The lab will open in early 2011 and within five years the university hopes to have trained 38 PhD students.
At a hastily-convened meeting in Melbourne today, Prime Minister Julia Gillard, Victorian Premier John Brumby and Science Minister Kim Carr - all graduates of the University of Melbourne - announced their commitment to the project.
The Federal Government will tip in $22 million over five years, Prime Minister Gillard said.
Gillard said that the ALP Government's investment in a National Broadband Network and in the education sector attracted IBM's investment.
Her sentiment was shared by Glen Boreham, managing director of IBM Australia, who said that the nationwide network plan "underpins the investment".
"I want to stress that Australia rolling out a ubiquitous national broadband network attracted this investment," he said.
Victorian Premier John Brumby refused to disclose the state's contribution, other than to say it was "substantial". He said revealing the figure would drive up the bids in a national bidding war to attract investment in Australia's various states.
Brumby said that IBM would not enjoy payroll tax deductions as part of the deal, but would recieve funding from the Victorian State Government "upon meeting certain milestones."
Brumby said IBM already employs several thousand staff in Victoria and was delighted to have attracted another ICT investment in the state.

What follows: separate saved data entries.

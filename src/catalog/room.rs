//! Bookable rooms and status derivation
//!
//! Room attributes are static catalog data; the current status is never
//! stored, it is derived on demand from the confirmed reservation slots plus
//! the operator-set maintenance flag.

use crate::scheduler::Slot;
use crate::types::{RoomCategory, RoomId, RoomStatus};
use chrono::{DateTime, Utc};
use serde::{Deserialize, Serialize};

/// A bookable gaming room
#[derive(Debug, Clone, Serialize, Deserialize)]
pub struct Room {
    /// Catalog slug identifying the room
    pub id: RoomId,
    /// Human-readable name of the room
    pub name: String,
    /// Room category, which drives pricing tiers and game compatibility
    pub category: RoomCategory,
    /// Price per hour in rubles, always positive
    pub hourly_rate: i64,
    /// Hardware specs shown to members, in display order
    pub specs: Vec<String>,
}

impl Room {
    /// Create a new room
    pub fn new(
        id: impl Into<RoomId>,
        name: impl Into<String>,
        category: RoomCategory,
        hourly_rate: i64,
        specs: Vec<String>,
    ) -> Self {
        Self { id: id.into(), name: name.into(), category, hourly_rate, specs }
    }

    /// Derive the room's current status
    ///
    /// Maintenance overrides everything. Otherwise the room is Occupied if a
    /// confirmed slot covers `now`, Reserved if any confirmed slot is still
    /// ahead, and Free when nothing active remains.
    pub fn status(&self, maintenance: bool, confirmed_slots: &[Slot], now: DateTime<Utc>) -> RoomStatus {
        if maintenance {
            return RoomStatus::Maintenance;
        }
        if confirmed_slots.iter().any(|slot| slot.covers(now)) {
            return RoomStatus::Occupied;
        }
        if confirmed_slots.iter().any(|slot| !slot.has_elapsed(now)) {
            return RoomStatus::Reserved;
        }
        RoomStatus::Free
    }

    /// Validate the room's invariants
    pub fn validate(&self) -> Result<(), String> {
        if self.id.as_str().is_empty() {
            return Err("room id must not be empty".to_string());
        }
        if self.hourly_rate <= 0 {
            return Err(format!("room {} must have a positive hourly rate", self.id));
        }
        Ok(())
    }
}

/// A room paired with its derived status, as returned by catalog listings
#[derive(Debug, Clone, Serialize, Deserialize)]
pub struct RoomView {
    /// The underlying catalog room
    #[serde(flatten)]
    pub room: Room,
    /// Status derived at listing time
    pub status: RoomStatus,
}
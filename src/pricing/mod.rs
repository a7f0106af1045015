//! Price computation
//!
//! Deterministic quotes from hourly rates, requested duration and
//! per-category discount tiers.

pub mod engine;
pub mod tier;

// Re-export all public types for convenience
pub use engine::*;
pub use tier::*;
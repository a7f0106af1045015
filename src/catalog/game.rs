//! Games and room-category compatibility
//!
//! Each game lists the room categories it may be played in. The invariant
//! that every game is playable somewhere is enforced at validation time.

use crate::types::{GameId, RoomCategory};
use serde::{Deserialize, Serialize};
use std::collections::BTreeSet;

/// A game offered by the club
#[derive(Debug, Clone, Serialize, Deserialize)]
pub struct Game {
    /// Catalog slug identifying the game
    pub id: GameId,
    /// Name shown to members
    pub display_name: String,
    /// Room categories this game may be booked on; never empty
    pub compatible_categories: BTreeSet<RoomCategory>,
}

impl Game {
    /// Create a new game
    pub fn new(
        id: impl Into<GameId>,
        display_name: impl Into<String>,
        compatible_categories: impl IntoIterator<Item = RoomCategory>,
    ) -> Self {
        Self {
            id: id.into(),
            display_name: display_name.into(),
            compatible_categories: compatible_categories.into_iter().collect(),
        }
    }

    /// Whether this game may be played in rooms of the given category
    pub fn is_compatible(&self, category: RoomCategory) -> bool {
        self.compatible_categories.contains(&category)
    }

    /// Validate the game's invariants
    pub fn validate(&self) -> Result<(), String> {
        if self.id.as_str().is_empty() {
            return Err("game id must not be empty".to_string());
        }
        if self.compatible_categories.is_empty() {
            return Err(format!("game {} must list at least one compatible category", self.id));
        }
        Ok(())
    }
}
//! Logging and tracing configuration
//!
//! Centralized tracing setup for the booking engine: console output for
//! interactive use, optional daily-rolled JSON files for club operators who
//! want an audit trail on disk.

use std::io;
use tracing::Level;
use tracing_appender::{non_blocking, rolling};
use tracing_subscriber::{
    fmt::{self, format::FmtSpan},
    layer::SubscriberExt,
    util::SubscriberInitExt,
    EnvFilter, Registry,
};

/// Logging configuration
#[derive(Debug, Clone)]
pub struct LoggingConfig {
    /// Log level for the application
    pub level: Level,
    /// Whether to emit JSON instead of human-readable output
    pub json_format: bool,
    /// Whether to also log to a daily-rolled file
    pub log_to_file: bool,
    /// Log file directory (if logging to file)
    pub log_directory: Option<String>,
    /// Log file prefix (if logging to file)
    pub log_file_prefix: String,
    /// Whether to emit span open/close events
    pub enable_span_events: bool,
    /// Whether to use ANSI colors in console output
    pub enable_ansi: bool,
    /// Custom environment filter directive
    pub env_filter: Option<String>,
}

impl Default for LoggingConfig {
    fn default() -> Self {
        Self {
            level: Level::INFO,
            json_format: false,
            log_to_file: false,
            log_directory: None,
            log_file_prefix: "gameclub-booking".to_string(),
            enable_span_events: false,
            enable_ansi: true,
            env_filter: None,
        }
    }
}

impl LoggingConfig {
    /// Create a new logging configuration
    pub fn new() -> Self {
        Self::default()
    }

    /// Set the log level
    pub fn with_level(mut self, level: Level) -> Self {
        self.level = level;
        self
    }

    /// Enable JSON formatting
    pub fn with_json_format(mut self) -> Self {
        self.json_format = true;
        self
    }

    /// Enable file logging into the given directory
    pub fn with_file_logging(mut self, directory: impl Into<String>) -> Self {
        self.log_to_file = true;
        self.log_directory = Some(directory.into());
        self
    }

    /// Set the log file prefix
    pub fn with_file_prefix(mut self, prefix: impl Into<String>) -> Self {
        self.log_file_prefix = prefix.into();
        self
    }

    /// Enable span events
    pub fn with_span_events(mut self) -> Self {
        self.enable_span_events = true;
        self
    }

    /// Disable ANSI colors
    pub fn without_ansi(mut self) -> Self {
        self.enable_ansi = false;
        self
    }

    /// Set a custom environment filter directive
    pub fn with_env_filter(mut self, filter: impl Into<String>) -> Self {
        self.env_filter = Some(filter.into());
        self
    }

    fn span_events(&self) -> FmtSpan {
        if self.enable_span_events {
            FmtSpan::FULL
        } else {
            FmtSpan::NONE
        }
    }

    /// Install the global tracing subscriber
    ///
    /// `RUST_LOG` takes precedence over the configured level when set.
    pub fn init(self) -> Result<(), Box<dyn std::error::Error + Send + Sync>> {
        let env_filter = if let Some(filter) = &self.env_filter {
            EnvFilter::try_new(filter)?
        } else {
            EnvFilter::try_from_default_env().unwrap_or_else(|_| {
                EnvFilter::new(format!(
                    "{}={}",
                    env!("CARGO_PKG_NAME").replace('-', "_"),
                    self.level
                ))
            })
        };

        let registry = Registry::default().with(env_filter);

        if self.log_to_file {
            let log_dir = self.log_directory.as_deref().unwrap_or("logs");
            let file_appender = rolling::daily(log_dir, &self.log_file_prefix);
            let (file_writer, file_guard) = non_blocking(file_appender);

            // The file is always JSON; the console follows json_format
            let file_layer = fmt::layer()
                .json()
                .with_writer(file_writer)
                .with_span_events(self.span_events());

            if self.json_format {
                let console_layer = fmt::layer()
                    .json()
                    .with_writer(io::stderr)
                    .with_span_events(self.span_events());
                registry.with(file_layer).with(console_layer).init();
            } else {
                let console_layer = fmt::layer()
                    .pretty()
                    .with_writer(io::stderr)
                    .with_ansi(self.enable_ansi)
                    .with_span_events(self.span_events());
                registry.with(file_layer).with(console_layer).init();
            }

            // The non-blocking writer stops flushing once its guard drops;
            // the subscriber is global, so the guard lives for the process
            std::mem::forget(file_guard);
        } else if self.json_format {
            let layer = fmt::layer()
                .json()
                .with_writer(io::stderr)
                .with_span_events(self.span_events());
            registry.with(layer).init();
        } else {
            let layer = fmt::layer()
                .pretty()
                .with_writer(io::stderr)
                .with_ansi(self.enable_ansi)
                .with_span_events(self.span_events());
            registry.with(layer).init();
        }

        Ok(())
    }

    /// Initialize verbose logging (INFO level with span events)
    pub fn init_verbose() -> Result<(), Box<dyn std::error::Error + Send + Sync>> {
        Self::new().with_level(Level::INFO).with_span_events().init()
    }

    /// Initialize debug logging (DEBUG level with span events)
    pub fn init_debug() -> Result<(), Box<dyn std::error::Error + Send + Sync>> {
        Self::new().with_level(Level::DEBUG).with_span_events().init()
    }

    /// Initialize quiet logging (WARN level, no colors)
    pub fn init_quiet() -> Result<(), Box<dyn std::error::Error + Send + Sync>> {
        Self::new().with_level(Level::WARN).without_ansi().init()
    }
}

#[cfg(test)]
mod tests {
    use super::*;

    #[test]
    fn test_logging_config_defaults() {
        let config = LoggingConfig::new();
        assert_eq!(config.level, Level::INFO);
        assert!(!config.json_format);
        assert!(!config.log_to_file);
        assert!(config.log_directory.is_none());
        assert_eq!(config.log_file_prefix, "gameclub-booking");
        assert!(!config.enable_span_events);
        assert!(config.enable_ansi);
        assert!(config.env_filter.is_none());
    }

    #[test]
    fn test_logging_config_builder() {
        let config = LoggingConfig::new()
            .with_level(Level::DEBUG)
            .with_json_format()
            .with_file_logging("club_logs")
            .with_file_prefix("front-desk")
            .with_span_events()
            .without_ansi()
            .with_env_filter("debug");

        assert_eq!(config.level, Level::DEBUG);
        assert!(config.json_format);
        assert!(config.log_to_file);
        assert_eq!(config.log_directory, Some("club_logs".to_string()));
        assert_eq!(config.log_file_prefix, "front-desk");
        assert!(config.enable_span_events);
        assert!(!config.enable_ansi);
        assert_eq!(config.env_filter, Some("debug".to_string()));
    }
}
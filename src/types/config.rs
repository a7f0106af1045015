//! Configuration for the booking engine
//!
//! Booking policy values (duration bounds, cancellation lead time, opening
//! balance) with JSON file loading, CLI overrides and validation.

use clap::Parser;
use serde::{Deserialize, Serialize};
use std::fs;
use std::path::Path;
use thiserror::Error;

/// Errors raised while loading or validating configuration
#[derive(Debug, Error)]
pub enum ConfigError {
    /// Configuration file could not be read
    #[error("failed to read configuration file: {0}")]
    Io(#[from] std::io::Error),

    /// Configuration file is not valid JSON
    #[error("failed to parse configuration: {0}")]
    Parse(#[from] serde_json::Error),

    /// Configuration values are inconsistent or out of range
    #[error("invalid configuration: {0}")]
    Invalid(String),
}

/// Command line arguments
#[derive(Debug, Clone, Parser)]
#[command(
    name = "gameclub-booking",
    version,
    about = "Game club booking engine - rooms, slots, tiered prices, prepaid balances",
    long_about = "Runs a scripted walkthrough of the booking engine: seeds the room and game \
catalog, opens a member account and drives the reserve / cancel / top-up flow while logging \
every ledger mutation.

CONFIGURATION:
    1. Command line arguments (highest priority)
    2. Configuration file (--config, JSON)
    3. Built-in defaults

    Use --print-config to emit a template configuration file."
)]
pub struct CliArgs {
    /// Configuration file path (JSON format)
    #[arg(short, long, help = "Configuration file path (JSON format)")]
    pub config: Option<String>,

    /// Opening balance for newly opened accounts, in rubles
    #[arg(long, help = "Opening balance for new accounts, in rubles")]
    pub starting_balance: Option<i64>,

    /// Cancellation lead time in hours
    #[arg(
        long,
        help = "Minimum hours before the session start at which a member may still cancel"
    )]
    pub cancellation_lead_hours: Option<i64>,

    /// Seed for the arcade games' random source
    #[arg(long, help = "Random seed for deterministic arcade game outcomes")]
    pub seed: Option<u64>,

    /// Print the default configuration as JSON and exit
    #[arg(long, help = "Print default configuration as JSON and exit")]
    pub print_config: bool,

    /// Validate configuration without running the demo
    #[arg(long, help = "Validate configuration and exit")]
    pub dry_run: bool,

    /// Enable verbose logging (INFO level)
    #[arg(short, long, help = "Enable verbose logging")]
    pub verbose: bool,

    /// Enable debug logging (DEBUG level)
    #[arg(long, help = "Enable debug logging")]
    pub debug: bool,
}

/// Booking policy configuration
#[derive(Debug, Clone, PartialEq, Serialize, Deserialize)]
pub struct BookingConfig {
    /// Minimum bookable session length in hours
    pub min_duration_hours: u8,
    /// Maximum bookable session length in hours
    pub max_duration_hours: u8,
    /// Minimum hours before session start at which a member may still cancel
    pub cancellation_lead_hours: i64,
    /// Opening balance credited to new accounts, in rubles
    pub starting_balance: i64,
    /// Optional seed for the arcade games' random source
    pub seed: Option<u64>,
}

impl Default for BookingConfig {
    fn default() -> Self {
        Self {
            min_duration_hours: 1,
            max_duration_hours: 6,
            cancellation_lead_hours: 2,
            starting_balance: 2500,
            seed: None,
        }
    }
}

impl BookingConfig {
    /// Load configuration from a JSON file
    pub fn from_file(path: impl AsRef<Path>) -> Result<Self, ConfigError> {
        let contents = fs::read_to_string(path)?;
        let config: Self = serde_json::from_str(&contents)?;
        Ok(config)
    }

    /// Build the effective configuration from CLI arguments
    ///
    /// File settings (if `--config` is given) override defaults; explicit CLI
    /// flags override both.
    pub fn from_cli_args(args: CliArgs) -> Result<Self, ConfigError> {
        let mut config = match &args.config {
            Some(path) => Self::from_file(path)?,
            None => Self::default(),
        };

        if let Some(balance) = args.starting_balance {
            config.starting_balance = balance;
        }
        if let Some(lead) = args.cancellation_lead_hours {
            config.cancellation_lead_hours = lead;
        }
        if let Some(seed) = args.seed {
            config.seed = Some(seed);
        }

        Ok(config)
    }

    /// Validate the configuration
    pub fn validate(&self) -> Result<(), ConfigError> {
        if self.min_duration_hours == 0 {
            return Err(ConfigError::Invalid(
                "min_duration_hours must be at least 1".to_string(),
            ));
        }
        if self.max_duration_hours < self.min_duration_hours {
            return Err(ConfigError::Invalid(format!(
                "max_duration_hours ({}) must not be below min_duration_hours ({})",
                self.max_duration_hours, self.min_duration_hours
            )));
        }
        if self.cancellation_lead_hours < 0 {
            return Err(ConfigError::Invalid(
                "cancellation_lead_hours must not be negative".to_string(),
            ));
        }
        if self.starting_balance < 0 {
            return Err(ConfigError::Invalid(
                "starting_balance must not be negative".to_string(),
            ));
        }
        Ok(())
    }

    /// Serialize the configuration as pretty JSON
    pub fn print_json(&self) -> Result<String, ConfigError> {
        Ok(serde_json::to_string_pretty(self)?)
    }
}
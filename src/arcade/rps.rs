//! Rock-paper-scissors lounge game

use rand::Rng;
use serde::{Deserialize, Serialize};
use std::fmt;
use tracing::debug;

/// A throw in rock-paper-scissors
#[derive(Debug, Clone, Copy, PartialEq, Eq, Hash, Serialize, Deserialize)]
pub enum Move {
    /// Rock beats scissors
    Rock,
    /// Paper beats rock
    Paper,
    /// Scissors beats paper
    Scissors,
}

impl Move {
    /// All moves, in canonical order
    pub const ALL: [Move; 3] = [Move::Rock, Move::Paper, Move::Scissors];

    /// The move this one defeats
    pub fn beats(self) -> Move {
        match self {
            Move::Rock => Move::Scissors,
            Move::Paper => Move::Rock,
            Move::Scissors => Move::Paper,
        }
    }

    /// Draw a uniformly random move
    pub fn random(rng: &mut impl Rng) -> Move {
        Self::ALL[rng.gen_range(0..Self::ALL.len())]
    }
}

impl fmt::Display for Move {
    fn fmt(&self, f: &mut fmt::Formatter<'_>) -> fmt::Result {
        match self {
            Move::Rock => write!(f, "Rock"),
            Move::Paper => write!(f, "Paper"),
            Move::Scissors => write!(f, "Scissors"),
        }
    }
}

/// Result of a round, from the player's point of view
#[derive(Debug, Clone, Copy, PartialEq, Eq, Serialize, Deserialize)]
pub enum Outcome {
    /// Player beat the house
    Win,
    /// House beat the player
    Loss,
    /// Both threw the same move
    Draw,
}

/// A finished round
#[derive(Debug, Clone, Copy, PartialEq, Eq)]
pub struct Round {
    /// What the player threw
    pub player: Move,
    /// What the house threw
    pub house: Move,
    /// Who won
    pub outcome: Outcome,
}

/// Play one round against a randomly throwing house
pub fn play(player: Move, rng: &mut impl Rng) -> Round {
    let house = Move::random(rng);
    let outcome = judge(player, house);
    debug!(%player, %house, ?outcome, "rock-paper-scissors round");
    Round {
        player,
        house,
        outcome,
    }
}

/// Judge a round from the player's point of view
pub fn judge(player: Move, house: Move) -> Outcome {
    if player == house {
        Outcome::Draw
    } else if player.beats() == house {
        Outcome::Win
    } else {
        Outcome::Loss
    }
}
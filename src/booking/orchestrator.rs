//! End-to-end booking coordination
//!
//! The orchestrator wires the catalog, pricing engine, scheduler, and ledger
//! together and guarantees that a reservation and its payment either both
//! happen or neither does.

use std::sync::Arc;

use chrono::{DateTime, Utc};
use serde::{Deserialize, Serialize};
use tracing::{info, instrument, warn};

use crate::booking::error::{BookingError, BookingResult};
use crate::catalog::{Game, GameLibrary, Room, RoomCatalog, RoomView};
use crate::ledger::{BalanceLedger, LedgerEntry, Receipt};
use crate::pricing::PricingEngine;
use crate::scheduler::{CancelOutcome, Reservation, ReservationScheduler, Slot};
use crate::types::{
    AccountId, BookingConfig, Clock, GameId, ReservationId, RoomCategory, RoomId, SystemClock,
    TxCause,
};

/// A member's request to book a room
#[derive(Debug, Clone, Serialize, Deserialize)]
pub struct BookingRequest {
    /// Room to book
    pub room_id: RoomId,
    /// Game the member intends to play
    pub game_id: GameId,
    /// Paying account
    pub account_id: AccountId,
    /// Requested start of the session
    pub start_time: DateTime<Utc>,
    /// Requested session length in whole hours
    pub duration_hours: u8,
}

/// Coordinates the club subsystems behind a single call surface
///
/// All mutating operations go through here so that cross-component
/// invariants hold: a Confirmed reservation always has a matching charge in
/// the ledger, and a failed charge leaves no reservation behind.
#[derive(Debug)]
pub struct BookingOrchestrator {
    config: BookingConfig,
    catalog: Arc<RoomCatalog>,
    library: Arc<GameLibrary>,
    pricing: PricingEngine,
    scheduler: ReservationScheduler,
    ledger: BalanceLedger,
    clock: Arc<dyn Clock>,
}

impl BookingOrchestrator {
    /// Create an orchestrator over the default club setup, on the wall clock
    pub fn new(config: BookingConfig) -> BookingResult<Self> {
        Self::with_clock(config, Arc::new(SystemClock))
    }

    /// Create an orchestrator with an injected clock
    pub fn with_clock(config: BookingConfig, clock: Arc<dyn Clock>) -> BookingResult<Self> {
        config
            .validate()
            .map_err(|e| BookingError::validation(e.to_string()))?;

        let catalog = Arc::new(RoomCatalog::club_default());
        let library = Arc::new(GameLibrary::club_default());
        catalog.validate().map_err(BookingError::validation)?;
        library.validate().map_err(BookingError::validation)?;

        let pricing =
            PricingEngine::club_default(config.min_duration_hours, config.max_duration_hours);
        let scheduler = ReservationScheduler::new(
            Arc::clone(&catalog),
            Arc::clone(&library),
            Arc::clone(&clock),
            chrono::Duration::hours(config.cancellation_lead_hours),
            pricing.duration_bounds(),
        );
        let ledger = BalanceLedger::new(Arc::clone(&clock));

        info!(
            rooms = catalog.room_count(),
            games = library.games().len(),
            starting_balance = config.starting_balance,
            "booking orchestrator ready"
        );

        Ok(Self {
            config,
            catalog,
            library,
            pricing,
            scheduler,
            ledger,
            clock,
        })
    }

    /// The configuration this orchestrator was built with
    pub fn config(&self) -> &BookingConfig {
        &self.config
    }

    // --- catalog surface ---

    /// All rooms with their status derived at the current instant
    pub fn list_rooms(&self) -> Vec<RoomView> {
        let now = self.clock.now();
        self.catalog
            .rooms()
            .iter()
            .map(|room| self.view_of(room, now))
            .collect()
    }

    /// A single room with its derived status
    pub fn get_room(&self, room_id: &RoomId) -> BookingResult<RoomView> {
        let room = self
            .catalog
            .get(room_id)
            .ok_or_else(|| BookingError::RoomNotFound(room_id.clone()))?;
        Ok(self.view_of(room, self.clock.now()))
    }

    fn view_of(&self, room: &Room, now: DateTime<Utc>) -> RoomView {
        let slots = self.scheduler.confirmed_slots_for(&room.id);
        let status = room.status(self.catalog.in_maintenance(&room.id), &slots, now);
        RoomView {
            room: room.clone(),
            status,
        }
    }

    /// All games in the library
    pub fn games(&self) -> Vec<Game> {
        self.library.games().to_vec()
    }

    /// Games playable in rooms of the given category
    pub fn games_for(&self, category: RoomCategory) -> Vec<Game> {
        self.library
            .games_for(category)
            .into_iter()
            .cloned()
            .collect()
    }

    /// Flag a room for maintenance, or return it to service
    ///
    /// Returns the previous maintenance state.
    pub fn set_maintenance(&self, room_id: &RoomId, maintenance: bool) -> BookingResult<bool> {
        if !self.catalog.exists(room_id) {
            return Err(BookingError::RoomNotFound(room_id.clone()));
        }
        let previous = self.catalog.in_maintenance(room_id);
        self.catalog.set_maintenance(room_id, maintenance);
        info!(room = %room_id, maintenance, "maintenance flag updated");
        Ok(previous)
    }

    // --- pricing surface ---

    /// Price a session in the given room without booking it
    pub fn quote(&self, room_id: &RoomId, duration_hours: u8) -> BookingResult<i64> {
        let room = self
            .catalog
            .get(room_id)
            .ok_or_else(|| BookingError::RoomNotFound(room_id.clone()))?;
        self.pricing.quote(room, duration_hours)
    }

    // --- booking surface ---

    /// Book a room: price the session, hold the slot, charge the account
    ///
    /// The charge and the reservation succeed or fail together. When the
    /// account cannot cover the price the tentative reservation is revoked
    /// and the balance is left untouched.
    #[instrument(skip(self, request), fields(room = %request.room_id, account = %request.account_id))]
    pub fn create_reservation(&self, request: &BookingRequest) -> BookingResult<Reservation> {
        let price = self.quote(&request.room_id, request.duration_hours)?;
        let slot = Slot::new(request.start_time, request.duration_hours);

        let reservation = self.scheduler.reserve(
            &request.room_id,
            &request.game_id,
            request.account_id,
            slot,
            price,
        )?;

        if let Err(charge_err) = self.ledger.debit(
            request.account_id,
            price,
            TxCause::ReservationCharge(reservation.id),
        ) {
            warn!(
                reservation = %reservation.id,
                error = %charge_err,
                "charge failed, revoking reservation"
            );
            self.scheduler.revoke(reservation.id)?;
            return Err(charge_err);
        }

        info!(
            reservation = %reservation.id,
            price,
            "reservation booked and charged"
        );
        Ok(reservation)
    }

    /// Cancel a reservation and refund its full price
    ///
    /// Cancelling an already-cancelled reservation succeeds without issuing
    /// a second refund.
    #[instrument(skip(self))]
    pub fn cancel_reservation(&self, reservation_id: ReservationId) -> BookingResult<Reservation> {
        match self.scheduler.cancel(reservation_id)? {
            CancelOutcome::Cancelled(reservation) => {
                if reservation.price > 0 {
                    self.ledger.credit(
                        reservation.account_id,
                        reservation.price,
                        TxCause::ReservationRefund(reservation.id),
                    )?;
                }
                info!(
                    reservation = %reservation.id,
                    refund = reservation.price,
                    "reservation cancelled and refunded"
                );
                Ok(reservation)
            }
            CancelOutcome::AlreadyCancelled(reservation) => Ok(reservation),
        }
    }

    /// Look up a reservation by ID
    pub fn get_reservation(&self, reservation_id: ReservationId) -> Option<Reservation> {
        self.scheduler.get(reservation_id)
    }

    /// A member's reservations, newest session first
    pub fn reservations_for_account(&self, account_id: AccountId) -> Vec<Reservation> {
        self.scheduler.reservations_for_account(account_id)
    }

    /// Mark elapsed Confirmed reservations Completed
    ///
    /// Returns the number of reservations transitioned.
    pub fn sweep_completed(&self) -> usize {
        self.scheduler.sweep_completed()
    }

    // --- ledger surface ---

    /// Open a member account credited with the configured starting balance
    pub fn open_account(&self) -> BookingResult<AccountId> {
        self.ledger.open_account(self.config.starting_balance)
    }

    /// Open a member account with an explicit opening balance
    pub fn open_account_with(&self, opening_balance: i64) -> BookingResult<AccountId> {
        self.ledger.open_account(opening_balance)
    }

    /// Current balance of an account
    pub fn get_balance(&self, account_id: AccountId) -> BookingResult<i64> {
        self.ledger.balance(account_id)
    }

    /// Credit an account from an external payment
    pub fn top_up(&self, account_id: AccountId, amount: i64) -> BookingResult<Receipt> {
        self.ledger.credit(account_id, amount, TxCause::TopUp)
    }

    /// An account's transaction history, oldest first
    pub fn transactions(&self, account_id: AccountId) -> Vec<LedgerEntry> {
        self.ledger.transactions(account_id)
    }

    /// The full append-only transaction log across all accounts
    pub fn full_log(&self) -> Vec<LedgerEntry> {
        self.ledger.full_log()
    }
}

Boreham backed the Victorian Government as being "clearly the leading state in our country in support of technology and innovation."
The lab
Natural resource management will involve building applications around monitoring, analytics and automation in verticals such as oil and gas, minerals, water, food resources - with solutions ranging from concerns with the sourcing of materials right through to their consumption.
The facility will also develop solutions for evacuation, communications and emergency response during natural disasters - focusing on understanding data whilst "in flight" rather than at rest.
Whilst IBM already boasts nine R&D facilities in Australia, IBM said the University of Melbourne lab will combine basic, applied and in-market research with the development of solutions.
Glyn Davis, vice chancellor of the University of Melbourne - who was said to have approached IBM to propose the union - said that a "co-production of knowledge" with the business world was the future of education.